SPOX: Und wie verkleidet sich Rudi Zedi?

Zedi: Letztes Jahr in Paderborn bin ich sehr originell verkleidet gewesen...

SPOX: ...und zwar?

Zedi: Da bin ich als Lude oder auf Neudeutsch als Pimp gegangen. Mit Goldketten und allem Schnick Schnack der dazugehört. (lacht)

SPOX: Ein etwas ernsteres Thema: Sie haben mit Ihrem Zwillingsbruder Kristian unter anderem gemeinsam für Fortuna Düsseldorf gespielt. Er musste seine Karriere sehr früh  beenden. Wie haben Sie diese Zeit erlebt?

Zedi: Es war für mich immer etwas Besonderes, mit ihm zusammen zu spielen. Wir haben in Essen gemeinsam unsere ersten Gehversuche im Profifußball gemacht. Leider konnten wir die darauf folgende Zeit in Düsseldorf nicht lange genießen.
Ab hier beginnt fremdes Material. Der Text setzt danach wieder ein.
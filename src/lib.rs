//! pg-table-sync
//!
//! Copies tables, schema and rows, from one PostgreSQL database to another,
//! on startup or on demand over HTTP.
//!
//! # Overview
//!
//! - `config` - config file loading and validation
//! - `logging` - tracing subscriber with optional log file
//! - `sync` - the orchestrator driving one sync run
//! - `http` - the HTTP trigger
//!
//! The SQL-speaking components live in `pg_table_sync_postgresql`; the
//! shared data model lives in `sync_core`.
//!
//! # CLI Usage
//!
//! ```bash
//! # One pass, then exit
//! pg-table-sync run --config sync.toml
//!
//! # One pass at startup, then serve GET /sync
//! pg-table-sync serve --config sync.toml --listen 0.0.0.0:8000
//! ```

pub mod config;
pub mod http;
pub mod logging;
pub mod sync;

pub use config::{load_sync_config, AppConfig, ConfigError, SyncConfig};
pub use http::{router, AppState};
pub use sync::{Orchestrator, RunState};
//! HTTP trigger.
//!
//! - `GET /` - liveness
//! - `GET /sync` - reload the config file and run one sync pass
//!
//! Overlapping `/sync` requests are not serialized; each one opens its own
//! pair of sessions.

use anyhow::Context;
use axum::{
    extract::State,
    http::StatusCode,
    response::{IntoResponse, Response},
    routing::get,
    Json, Router,
};
use pg_table_sync_postgresql::Connector;
use serde_json::json;
use std::path::PathBuf;
use std::sync::Arc;
use sync_core::SyncReport;

use crate::config::load_sync_config;
use crate::sync::Orchestrator;

pub const SERVICE_NAME: &str = "pg-table-sync";

/// Shared state of the HTTP handlers.
pub struct AppState<C: Connector> {
    orchestrator: Arc<Orchestrator<C>>,
    config_path: Arc<PathBuf>,
}

impl<C: Connector> Clone for AppState<C> {
    fn clone(&self) -> Self {
        Self {
            orchestrator: self.orchestrator.clone(),
            config_path: self.config_path.clone(),
        }
    }
}

impl<C: Connector> AppState<C> {
    pub fn new(orchestrator: Orchestrator<C>, config_path: impl Into<PathBuf>) -> Self {
        Self {
            orchestrator: Arc::new(orchestrator),
            config_path: Arc::new(config_path.into()),
        }
    }

    /// Load the config file and run one sync pass.
    pub async fn trigger(&self) -> anyhow::Result<SyncReport> {
        let config = load_sync_config(self.config_path.as_path()).with_context(|| {
            format!(
                "Failed to load configuration from {}",
                self.config_path.display()
            )
        })?;
        let report = self.orchestrator.run(&config).await?;
        Ok(report)
    }
}

pub fn router<C: Connector + 'static>(state: AppState<C>) -> Router {
    Router::new()
        .route("/", get(root))
        .route("/sync", get(trigger_sync::<C>))
        .with_state(state)
}

async fn root() -> Json<serde_json::Value> {
    Json(json!({ "status": "ok", "service": SERVICE_NAME }))
}

async fn trigger_sync<C: Connector + 'static>(State(state): State<AppState<C>>) -> Response {
    match state.trigger().await {
        Ok(report) => (
            StatusCode::OK,
            Json(json!({ "status": "success", "report": report })),
        )
            .into_response(),
        Err(e) => {
            tracing::error!("Sync triggered over HTTP failed: {e:#}");
            (
                StatusCode::INTERNAL_SERVER_ERROR,
                Json(json!({ "status": "error", "message": format!("{e:#}") })),
            )
                .into_response()
        }
    }
}

#[cfg(test)]
mod tests {
    use super::*;
    use axum::body::{to_bytes, Body};
    use axum::http::Request;
    use pg_table_sync_postgresql::testing::{ScriptedConnection, ScriptedConnector};
    use std::io::Write;
    use sync_core::MemoryDiagnostics;
    use tower::ServiceExt;

    const WILDCARD_CONFIG: &str = r#"
tables = "*"

[source]
host = "localhost"
user = "postgres"
dbname = "src"

[target]
host = "localhost"
user = "postgres"
dbname = "dst"
"#;

    fn config_file() -> tempfile::NamedTempFile {
        let mut file = tempfile::Builder::new().suffix(".toml").tempfile().unwrap();
        file.write_all(WILDCARD_CONFIG.as_bytes()).unwrap();
        file
    }

    fn app(connector: ScriptedConnector, config_path: &std::path::Path) -> Router {
        let orchestrator = Orchestrator::new(connector, Arc::new(MemoryDiagnostics::new()));
        router(AppState::new(orchestrator, config_path))
    }

    async fn get_json(app: Router, uri: &str) -> (StatusCode, serde_json::Value) {
        let response = app
            .oneshot(Request::builder().uri(uri).body(Body::empty()).unwrap())
            .await
            .unwrap();
        let status = response.status();
        let body = to_bytes(response.into_body(), usize::MAX).await.unwrap();
        (status, serde_json::from_slice(&body).unwrap())
    }

    #[tokio::test]
    async fn test_root_is_static() {
        let app = app(ScriptedConnector::new(), std::path::Path::new("unused.toml"));
        let (status, body) = get_json(app, "/").await;
        assert_eq!(status, StatusCode::OK);
        assert_eq!(body, json!({ "status": "ok", "service": "pg-table-sync" }));
    }

    #[tokio::test]
    async fn test_sync_success_returns_report() {
        let file = config_file();
        let connector = ScriptedConnector::new()
            .with("src", ScriptedConnection::new())
            .with("dst", ScriptedConnection::new());

        let (status, body) = get_json(app(connector, file.path()), "/sync").await;

        assert_eq!(status, StatusCode::OK);
        assert_eq!(body["status"], "success");
        assert_eq!(body["report"]["tables"], json!([]));
        assert_eq!(body["report"]["totals"]["tables_failed"], 0);
    }

    #[tokio::test]
    async fn test_sync_connection_failure_is_server_error() {
        let file = config_file();
        let connector = ScriptedConnector::new().refuse("src", "connection refused");

        let (status, body) = get_json(app(connector, file.path()), "/sync").await;

        assert_eq!(status, StatusCode::INTERNAL_SERVER_ERROR);
        assert_eq!(body["status"], "error");
        assert!(body["message"]
            .as_str()
            .is_some_and(|m| m.contains("connection refused")));
    }

    #[tokio::test]
    async fn test_sync_missing_config_is_server_error() {
        let app = app(
            ScriptedConnector::new(),
            std::path::Path::new("/definitely/not/here.toml"),
        );
        let (status, body) = get_json(app, "/sync").await;

        assert_eq!(status, StatusCode::INTERNAL_SERVER_ERROR);
        assert!(body["message"]
            .as_str()
            .is_some_and(|m| m.starts_with("Failed to load configuration")));
    }
}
Er hat drei Jahre lang für sein Comeback gelitten und geschuftet und musste dann resignieren.

SPOX: Für Sie als Bruder war das sicherlich auch eine bittere Phase, oder?

Zedi: Man macht sich viele Gedanken. Klar freut er sich für mich. Aber im Umkehrschluss geht ihm sicher auch ab und an der Gedanke durch den Kopf, was gewesen wäre, wenn er gesund geblieben wäre. Dann könnte auch er immer noch dabei sein. Das tut mir als Bruder immer noch sehr leid für ihn.

SPOX: Was machen Sie nach Ihrem Karriereende?

Zedi: Es wird Gespräche mit dem Verein geben, inwiefern ich dem Verein auch nach meiner aktiven Zeit erhalten bleiben kann. Ich habe Vertrag bis 2012, fühle mich topfit und kann noch marschieren ohne Ende. Ich gehe aber davon aus, dass ich meine Karriere in Erfurt beende.

SPOX: Am besten mit einem weiteren Aufstieg im Gepäck, richtig?

Zedi: Wenn es nach mir geht, stehen wir am Ende auf Platz drei. Dafür muss aber wirklich alles passen. Unser Ziel bleibt aber der vierte Platz, um im DFB Pokal dabei zu sein.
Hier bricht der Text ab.